Scan the entries below for the word "Conflict" and copy every line where it turns up.

── THE DATA

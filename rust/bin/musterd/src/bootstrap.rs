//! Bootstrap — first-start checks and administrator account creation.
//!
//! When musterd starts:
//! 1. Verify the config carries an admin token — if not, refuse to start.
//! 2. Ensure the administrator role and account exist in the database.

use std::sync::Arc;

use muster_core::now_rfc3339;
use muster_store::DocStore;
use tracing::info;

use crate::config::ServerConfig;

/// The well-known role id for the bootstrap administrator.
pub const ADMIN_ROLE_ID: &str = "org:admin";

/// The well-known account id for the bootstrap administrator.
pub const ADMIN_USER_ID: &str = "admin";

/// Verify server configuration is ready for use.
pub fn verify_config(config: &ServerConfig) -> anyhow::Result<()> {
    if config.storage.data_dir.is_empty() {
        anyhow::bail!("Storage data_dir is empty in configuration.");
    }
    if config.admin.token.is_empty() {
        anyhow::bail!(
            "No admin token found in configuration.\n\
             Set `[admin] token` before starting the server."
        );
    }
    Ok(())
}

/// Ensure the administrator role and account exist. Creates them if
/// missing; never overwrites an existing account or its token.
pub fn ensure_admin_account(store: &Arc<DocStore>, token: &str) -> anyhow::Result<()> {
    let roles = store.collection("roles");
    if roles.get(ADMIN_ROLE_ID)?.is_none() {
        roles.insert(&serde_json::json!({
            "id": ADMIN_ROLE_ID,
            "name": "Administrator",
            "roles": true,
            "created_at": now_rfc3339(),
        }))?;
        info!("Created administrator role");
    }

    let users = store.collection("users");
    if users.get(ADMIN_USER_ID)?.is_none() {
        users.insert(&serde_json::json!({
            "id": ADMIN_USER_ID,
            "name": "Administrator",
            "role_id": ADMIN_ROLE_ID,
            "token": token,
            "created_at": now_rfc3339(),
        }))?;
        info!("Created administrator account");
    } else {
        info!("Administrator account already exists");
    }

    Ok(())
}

────
── THE DATA

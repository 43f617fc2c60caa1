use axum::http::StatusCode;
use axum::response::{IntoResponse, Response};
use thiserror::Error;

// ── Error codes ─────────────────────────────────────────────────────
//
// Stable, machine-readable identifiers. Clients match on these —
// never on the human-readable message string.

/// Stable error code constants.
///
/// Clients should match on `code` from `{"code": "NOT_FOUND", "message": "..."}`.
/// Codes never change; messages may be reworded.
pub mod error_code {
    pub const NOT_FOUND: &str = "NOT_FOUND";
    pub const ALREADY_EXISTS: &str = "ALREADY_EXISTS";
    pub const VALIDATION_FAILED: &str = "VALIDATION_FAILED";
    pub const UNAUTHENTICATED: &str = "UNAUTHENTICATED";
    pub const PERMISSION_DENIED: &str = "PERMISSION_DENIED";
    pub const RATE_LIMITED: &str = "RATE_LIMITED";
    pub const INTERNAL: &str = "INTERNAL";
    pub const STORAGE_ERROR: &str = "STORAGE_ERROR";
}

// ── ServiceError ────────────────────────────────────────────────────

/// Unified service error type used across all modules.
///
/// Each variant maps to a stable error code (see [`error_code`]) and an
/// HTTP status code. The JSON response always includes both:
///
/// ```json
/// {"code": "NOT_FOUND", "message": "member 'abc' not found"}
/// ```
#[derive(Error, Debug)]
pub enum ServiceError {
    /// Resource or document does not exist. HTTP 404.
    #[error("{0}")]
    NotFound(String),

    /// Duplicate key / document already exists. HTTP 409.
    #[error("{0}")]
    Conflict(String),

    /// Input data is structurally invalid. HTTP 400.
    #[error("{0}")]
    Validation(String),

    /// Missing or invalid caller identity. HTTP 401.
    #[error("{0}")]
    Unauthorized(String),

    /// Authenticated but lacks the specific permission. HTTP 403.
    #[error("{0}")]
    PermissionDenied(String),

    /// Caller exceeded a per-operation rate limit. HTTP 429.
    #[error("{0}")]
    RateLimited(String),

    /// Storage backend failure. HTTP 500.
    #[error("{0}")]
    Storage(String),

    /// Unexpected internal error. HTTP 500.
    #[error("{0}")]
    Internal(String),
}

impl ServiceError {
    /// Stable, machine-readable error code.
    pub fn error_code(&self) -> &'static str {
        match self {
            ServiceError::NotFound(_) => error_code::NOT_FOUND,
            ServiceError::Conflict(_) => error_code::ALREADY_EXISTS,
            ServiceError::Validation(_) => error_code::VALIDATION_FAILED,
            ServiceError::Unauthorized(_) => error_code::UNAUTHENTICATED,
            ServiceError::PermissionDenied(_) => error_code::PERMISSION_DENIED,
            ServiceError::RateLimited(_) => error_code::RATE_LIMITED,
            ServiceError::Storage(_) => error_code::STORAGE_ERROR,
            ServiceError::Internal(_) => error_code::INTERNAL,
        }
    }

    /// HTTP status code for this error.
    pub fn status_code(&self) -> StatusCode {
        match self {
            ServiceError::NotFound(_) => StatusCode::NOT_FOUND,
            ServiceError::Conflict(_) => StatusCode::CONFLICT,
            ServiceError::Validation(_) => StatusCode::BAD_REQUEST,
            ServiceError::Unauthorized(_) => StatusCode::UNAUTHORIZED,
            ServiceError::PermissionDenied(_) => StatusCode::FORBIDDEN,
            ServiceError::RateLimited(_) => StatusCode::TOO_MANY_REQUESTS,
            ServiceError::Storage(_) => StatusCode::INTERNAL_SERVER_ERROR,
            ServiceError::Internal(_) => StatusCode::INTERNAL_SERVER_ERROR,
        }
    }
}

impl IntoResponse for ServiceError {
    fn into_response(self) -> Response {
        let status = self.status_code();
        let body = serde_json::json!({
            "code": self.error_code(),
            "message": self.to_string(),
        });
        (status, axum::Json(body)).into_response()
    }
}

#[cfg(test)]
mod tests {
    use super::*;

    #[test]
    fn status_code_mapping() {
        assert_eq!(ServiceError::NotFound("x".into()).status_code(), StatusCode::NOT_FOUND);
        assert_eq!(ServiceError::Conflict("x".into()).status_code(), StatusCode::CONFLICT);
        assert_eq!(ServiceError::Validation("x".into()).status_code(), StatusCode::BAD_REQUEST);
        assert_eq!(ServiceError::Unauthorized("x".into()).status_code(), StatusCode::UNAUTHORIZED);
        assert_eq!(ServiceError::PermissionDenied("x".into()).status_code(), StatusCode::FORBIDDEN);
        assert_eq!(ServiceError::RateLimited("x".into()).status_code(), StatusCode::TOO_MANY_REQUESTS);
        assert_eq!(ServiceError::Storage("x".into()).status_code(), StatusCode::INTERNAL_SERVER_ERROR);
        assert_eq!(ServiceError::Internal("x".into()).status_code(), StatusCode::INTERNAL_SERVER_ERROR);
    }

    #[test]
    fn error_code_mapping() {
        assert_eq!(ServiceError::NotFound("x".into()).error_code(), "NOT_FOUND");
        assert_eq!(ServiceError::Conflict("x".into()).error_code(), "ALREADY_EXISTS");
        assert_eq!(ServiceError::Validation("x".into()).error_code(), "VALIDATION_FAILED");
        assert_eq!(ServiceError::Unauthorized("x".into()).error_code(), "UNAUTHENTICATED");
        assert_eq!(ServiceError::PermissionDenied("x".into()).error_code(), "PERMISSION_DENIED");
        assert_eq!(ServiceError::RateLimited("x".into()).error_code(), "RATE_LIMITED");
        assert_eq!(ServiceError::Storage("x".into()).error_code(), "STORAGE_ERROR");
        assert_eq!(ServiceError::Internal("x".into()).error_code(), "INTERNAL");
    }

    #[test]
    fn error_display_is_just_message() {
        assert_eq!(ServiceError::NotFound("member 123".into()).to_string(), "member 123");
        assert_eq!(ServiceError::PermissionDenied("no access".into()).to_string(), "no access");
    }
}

────
── THE DATA

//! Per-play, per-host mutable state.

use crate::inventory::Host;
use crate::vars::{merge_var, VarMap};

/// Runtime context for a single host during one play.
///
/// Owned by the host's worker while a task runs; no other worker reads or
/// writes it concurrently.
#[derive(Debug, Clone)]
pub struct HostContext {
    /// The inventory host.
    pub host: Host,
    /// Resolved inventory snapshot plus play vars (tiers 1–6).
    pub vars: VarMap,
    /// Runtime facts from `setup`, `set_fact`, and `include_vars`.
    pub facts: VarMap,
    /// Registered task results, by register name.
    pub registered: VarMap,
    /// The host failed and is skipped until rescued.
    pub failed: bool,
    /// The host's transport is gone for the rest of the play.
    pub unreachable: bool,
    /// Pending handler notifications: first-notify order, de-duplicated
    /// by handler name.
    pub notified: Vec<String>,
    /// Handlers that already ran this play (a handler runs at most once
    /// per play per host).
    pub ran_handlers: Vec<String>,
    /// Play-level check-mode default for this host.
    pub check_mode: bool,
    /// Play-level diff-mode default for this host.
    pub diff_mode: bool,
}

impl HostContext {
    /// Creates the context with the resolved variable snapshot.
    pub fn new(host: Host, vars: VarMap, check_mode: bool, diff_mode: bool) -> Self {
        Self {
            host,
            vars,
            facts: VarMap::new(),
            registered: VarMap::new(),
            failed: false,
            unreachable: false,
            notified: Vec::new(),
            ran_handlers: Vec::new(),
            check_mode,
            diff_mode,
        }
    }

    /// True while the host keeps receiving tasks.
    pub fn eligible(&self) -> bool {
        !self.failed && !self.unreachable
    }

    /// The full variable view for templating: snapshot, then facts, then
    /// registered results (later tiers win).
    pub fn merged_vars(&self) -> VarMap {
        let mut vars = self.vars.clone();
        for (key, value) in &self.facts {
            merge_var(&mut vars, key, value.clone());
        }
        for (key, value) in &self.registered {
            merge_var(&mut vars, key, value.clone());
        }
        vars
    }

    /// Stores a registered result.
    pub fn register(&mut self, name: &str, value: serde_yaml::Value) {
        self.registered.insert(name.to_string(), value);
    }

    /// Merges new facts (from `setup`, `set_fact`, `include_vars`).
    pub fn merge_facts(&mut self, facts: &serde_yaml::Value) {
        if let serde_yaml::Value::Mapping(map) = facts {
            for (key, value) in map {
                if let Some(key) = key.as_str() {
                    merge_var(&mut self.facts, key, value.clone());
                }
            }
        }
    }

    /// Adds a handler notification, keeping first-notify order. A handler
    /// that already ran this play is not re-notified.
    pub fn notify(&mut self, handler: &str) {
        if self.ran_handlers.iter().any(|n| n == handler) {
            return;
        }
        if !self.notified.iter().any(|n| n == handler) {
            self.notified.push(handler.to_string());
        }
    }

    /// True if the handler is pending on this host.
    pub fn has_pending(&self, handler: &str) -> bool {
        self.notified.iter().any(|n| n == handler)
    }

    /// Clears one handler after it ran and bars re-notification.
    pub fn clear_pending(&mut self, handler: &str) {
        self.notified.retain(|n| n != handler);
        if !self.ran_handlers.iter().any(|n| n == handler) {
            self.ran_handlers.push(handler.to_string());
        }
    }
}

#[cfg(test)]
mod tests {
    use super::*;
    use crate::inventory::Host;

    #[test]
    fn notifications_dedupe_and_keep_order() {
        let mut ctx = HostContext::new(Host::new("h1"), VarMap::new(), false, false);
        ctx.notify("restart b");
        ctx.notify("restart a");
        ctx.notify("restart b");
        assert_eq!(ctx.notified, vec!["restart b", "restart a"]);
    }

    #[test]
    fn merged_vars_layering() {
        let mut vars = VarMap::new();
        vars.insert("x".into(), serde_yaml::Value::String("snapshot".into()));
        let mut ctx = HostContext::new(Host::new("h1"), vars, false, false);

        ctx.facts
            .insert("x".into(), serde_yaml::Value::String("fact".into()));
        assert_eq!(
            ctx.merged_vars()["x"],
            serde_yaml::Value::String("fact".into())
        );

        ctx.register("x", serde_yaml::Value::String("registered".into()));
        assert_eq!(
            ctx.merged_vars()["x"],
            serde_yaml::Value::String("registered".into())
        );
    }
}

────

# RESULT OF THIS TASK
    Conflict(String),
            ServiceError::Conflict(_) => error_code::ALREADY_EXISTS,
            ServiceError::Conflict(_) => StatusCode::CONFLICT,
        assert_eq!(ServiceError::Conflict("x".into()).status_code(), StatusCode::CONFLICT);
        assert_eq!(ServiceError::Conflict("x".into()).error_code(), "ALREADY_EXISTS");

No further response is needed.